The uniformity of the justices’ work histories is remarkable. All but one were federal appellate court judges (Justice Kagan was solicitor general of the United States), and of those eight, half sat on the DC Circuit Court of Appeals. Almost all of the current justices spent the bulk of their careers as government lawyers or judges rather than in private practice. None have substantial experience representing criminal defendants at trial. None have served in elective office or even as judges on state courts.
According to Barton’s study, the justices of the Roberts Court have had only “54 years total private practice experience, the absolute lowest of any Supreme Court,” and “even the time [they] spent in private practice is of a different kind” from that of past Supreme Court justices. The justices on the Roberts Court have almost all practiced as corporate counsel or with large firms, which “tend to represent corporations or businesses rather than individuals.” Only one, Justice Kennedy, has worked as a solo practitioner; all have spent the bulk of their professional lives either in New York or Washington, DC. Indeed, the Roberts Court justices have lived and worked more total years in Washington than any previous Court.
It’s perhaps no surprise that the justices selected to sit on our nation’s highest court are drawn from the most elite ranks of the legal profession. Although the Constitution doesn’t require it, all justices throughout our history have been lawyers, guaranteeing that they would be drawn from the educated elite. But it is remarkable that eight of the nine justices on the current Court have graduated from only two elite law schools: Yale and Harvard. It is even more remarkable that the narrow scope of the current justices’ background experience represents “a substantial departure from previous Supreme Courts” and is even out of step with the contemporary legal profession. Unlike the Court’s current members, the vast majority of lawyers gained their experience in private practice, nearly 50 percent as solo practitioners. Only 3 percent of lawyers in the United States serve as judges, and less than 10 percent are employed by the government.
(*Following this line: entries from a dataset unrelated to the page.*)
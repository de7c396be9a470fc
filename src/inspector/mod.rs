//! Inspection pass over one anime title's folder.
//!
//! The pass runs in fixed stages:
//!
//! 1. list every file under the root ([`DirectoryWalker`])
//! 2. classify by extension ([`classifier::classify`])
//! 3. resolve episodes per directory ([`episodes::resolve_directory`])
//! 4. resolve cue sheets, then standalone audio ([`music::resolve_music`])
//!
//! Per-file failures never abort the pass; they come back as
//! [`Diagnostic`]s next to the catalog. Only a scan failure or a
//! cancellation ends the pass without a result.

pub mod classifier;
pub mod episodes;
pub mod matcher;
pub mod music;

use std::fmt;
use std::path::{Path, PathBuf};
use std::sync::Arc;
use tokio_util::sync::CancellationToken;
use tracing::{debug, info, warn};

use crate::config::{Config, InspectorConfig};
use crate::cue::{CueReader, FileCueReader};
use crate::error::{Error, Result};
use crate::metadata::{AudioTagReader, LoftyTagReader};
use crate::model::LibraryEntry;
use crate::probe::{FfprobeProber, MediaProber};
use crate::scanner::{DirectoryWalker, WalkdirWalker};
use matcher::{MatchStrategy, StemMatcher};

/// Why a file is missing from the catalog.
#[derive(Debug, Clone, Copy, PartialEq, Eq)]
pub enum DiagnosticKind {
    /// A video or its companion audio could not be probed
    ProbeFailure,
    /// A cue sheet references a file that is not an available audio file
    ResolutionFailure,
    /// Tags or duration of an audio file could not be read
    TagFailure,
    /// A cue sheet or one of its tracks could not be used
    CueFailure,
}

impl fmt::Display for DiagnosticKind {
    fn fmt(&self, f: &mut fmt::Formatter<'_>) -> fmt::Result {
        let name = match self {
            Self::ProbeFailure => "probe",
            Self::ResolutionFailure => "unresolved",
            Self::TagFailure => "tags",
            Self::CueFailure => "cue",
        };
        f.write_str(name)
    }
}

/// A recoverable per-file failure.
#[derive(Debug, Clone, PartialEq, Eq)]
pub struct Diagnostic {
    pub kind: DiagnosticKind,
    pub path: PathBuf,
    pub message: String,
}

impl Diagnostic {
    pub fn new(kind: DiagnosticKind, path: impl Into<PathBuf>, message: impl Into<String>) -> Self {
        Self {
            kind,
            path: path.into(),
            message: message.into(),
        }
    }
}

impl fmt::Display for Diagnostic {
    fn fmt(&self, f: &mut fmt::Formatter<'_>) -> fmt::Result {
        write!(f, "[{}] {}: {}", self.kind, self.path.display(), self.message)
    }
}

/// How a pass relates to an earlier result for the same title.
#[derive(Debug, Clone, Copy, PartialEq, Eq, Default)]
pub enum InspectMode {
    /// First inspection of a new entry
    #[default]
    Initial,
    /// Rebuild, keeping overlays and section names from the previous entry
    Incremental,
    /// Rebuild from scratch, dropping overlays
    Full,
}

#[derive(Debug, Clone)]
pub struct InspectOptions {
    pub mode: InspectMode,
    /// Inspect even when the file count exceeds `confirm_threshold`
    pub force: bool,
    pub confirm_threshold: usize,
    /// Maximum probes or tag reads in flight at once
    pub probe_concurrency: usize,
}

impl Default for InspectOptions {
    fn default() -> Self {
        Self::from_config(&InspectorConfig::default())
    }
}

impl InspectOptions {
    pub fn from_config(config: &InspectorConfig) -> Self {
        Self {
            mode: InspectMode::Initial,
            force: false,
            confirm_threshold: config.confirm_threshold,
            probe_concurrency: config.probe_concurrency,
        }
    }

    pub fn mode(mut self, mode: InspectMode) -> Self {
        self.mode = mode;
        self
    }

    pub fn force(mut self, force: bool) -> Self {
        self.force = force;
        self
    }
}

/// A finished pass.
#[derive(Debug, Clone)]
pub struct InspectReport {
    pub entry: LibraryEntry,
    pub diagnostics: Vec<Diagnostic>,
    /// Files listed under the root, classified or not
    pub file_count: usize,
    /// Episodes whose overlays were carried over from the previous entry
    pub carried_overlays: usize,
}

/// Result of [`Inspector::inspect`] when the root could be listed.
#[derive(Debug, Clone)]
pub enum InspectOutcome {
    Complete(InspectReport),
    /// Too many files to inspect without the caller's confirmation
    ConfirmationRequired { file_count: usize, threshold: usize },
}

/// Builds a [`LibraryEntry`] from a folder and the collaborators that read it.
#[derive(Clone)]
pub struct Inspector {
    walker: Arc<dyn DirectoryWalker>,
    prober: Arc<dyn MediaProber>,
    tag_reader: Arc<dyn AudioTagReader>,
    cue_reader: Arc<dyn CueReader>,
    strategy: Arc<dyn MatchStrategy>,
}

impl Inspector {
    pub fn new(
        walker: Arc<dyn DirectoryWalker>,
        prober: Arc<dyn MediaProber>,
        tag_reader: Arc<dyn AudioTagReader>,
        cue_reader: Arc<dyn CueReader>,
    ) -> Self {
        Self {
            walker,
            prober,
            tag_reader,
            cue_reader,
            strategy: Arc::new(StemMatcher),
        }
    }

    /// Filesystem walker, ffprobe, lofty and the file cue reader.
    pub fn from_config(config: &Config) -> Self {
        Self::new(
            Arc::new(WalkdirWalker::new()),
            Arc::new(FfprobeProber::new(&config.probe.ffprobe_path)),
            Arc::new(LoftyTagReader),
            Arc::new(FileCueReader),
        )
    }

    /// Replace the sidecar matching heuristic.
    pub fn with_strategy(mut self, strategy: Arc<dyn MatchStrategy>) -> Self {
        self.strategy = strategy;
        self
    }

    /// Run one pass over `root`.
    ///
    /// `previous` supplies the entry's title (the root's folder name is
    /// used without it) and, in [`InspectMode::Incremental`], the overlays
    /// to carry over. Nothing is returned for a cancelled pass.
    pub async fn inspect(
        &self,
        root: &Path,
        options: &InspectOptions,
        previous: Option<&LibraryEntry>,
        cancel: &CancellationToken,
    ) -> Result<InspectOutcome> {
        let files = self.walker.list_all(root).await?;
        check_cancelled(cancel)?;

        if files.is_empty() {
            return Err(Error::scan(root, "no files found"));
        }
        let file_count = files.len();
        if file_count > options.confirm_threshold && !options.force {
            warn!(
                target: "inspector::classify",
                root = %root.display(),
                file_count,
                threshold = options.confirm_threshold,
                "Too many files, confirmation required"
            );
            return Ok(InspectOutcome::ConfirmationRequired {
                file_count,
                threshold: options.confirm_threshold,
            });
        }

        let classification = classifier::classify(root, &files);
        info!(
            target: "inspector::classify",
            root = %root.display(),
            files = file_count,
            classified = classification.classified_count(),
            directories = classification.directories.len(),
            videos = classification.video_count(),
            cue_sheets = classification.cue_sheets.len(),
            audio = classification.standalone_audio.len(),
            "Classified files"
        );

        let title = previous.map(|p| p.title.clone()).unwrap_or_else(|| {
            root.file_name()
                .map(|n| n.to_string_lossy().into_owned())
                .unwrap_or_else(|| root.display().to_string())
        });
        let mut entry = LibraryEntry::new(title, root);
        let mut diagnostics = Vec::new();

        for bucket in &classification.directories {
            let (section, mut found) = episodes::resolve_directory(
                bucket,
                self.prober.as_ref(),
                self.strategy.as_ref(),
                options.probe_concurrency,
            )
            .await;
            check_cancelled(cancel)?;
            debug!(
                target: "inspector::episodes",
                directory = %bucket.key,
                episodes = section.episodes.len(),
                dropped = found.len(),
                "Resolved directory"
            );
            entry.video_sections.push(section);
            diagnostics.append(&mut found);
        }

        let (albums, mut found) = music::resolve_music(
            &classification.cue_sheets,
            &classification.standalone_audio,
            self.cue_reader.as_ref(),
            self.tag_reader.as_ref(),
            options.probe_concurrency,
        )
        .await;
        check_cancelled(cancel)?;
        entry.albums = albums;
        diagnostics.append(&mut found);

        let carried_overlays = match (options.mode, previous) {
            (InspectMode::Incremental, Some(previous)) => entry.carry_overlays_from(previous),
            _ => 0,
        };

        info!(
            target: "inspector::classify",
            title = %entry.title,
            episodes = entry.episode_count(),
            tracks = entry.track_count(),
            diagnostics = diagnostics.len(),
            carried_overlays,
            "Inspection complete"
        );

        Ok(InspectOutcome::Complete(InspectReport {
            entry,
            diagnostics,
            file_count,
            carried_overlays,
        }))
    }
}

fn check_cancelled(cancel: &CancellationToken) -> Result<()> {
    if cancel.is_cancelled() {
        return Err(Error::Cancelled);
    }
    Ok(())
}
Barton worries that this absence of diversity on the Court leaves it lacking in justices whose decision-making is informed by a certain “practical wisdom,” and there’s plenty of evidence that he may be right. A series of controversial 5-4 decisions suggests that a majority of the Court—led by its conservative faction—may indeed lack the practical wisdom that can be gleaned from regular interaction with ordinary citizens, clients and communities. Perhaps the starkest example is the Citizens United decision, a stunningly short-sighted and radical restriction on Congress’s power to place limits on campaign contributions and expenditures. And the Court’s failure to consider the effect of its decision on the integrity of state courts, for example—where judges are required to be impartial but are elected in campaigns that increasingly involve multimillion-dollar donations—was a remarkable oversight that underscored the need for a justice on the bench who has run for elective office or served as a state court judge, like Sandra Day O’Connor.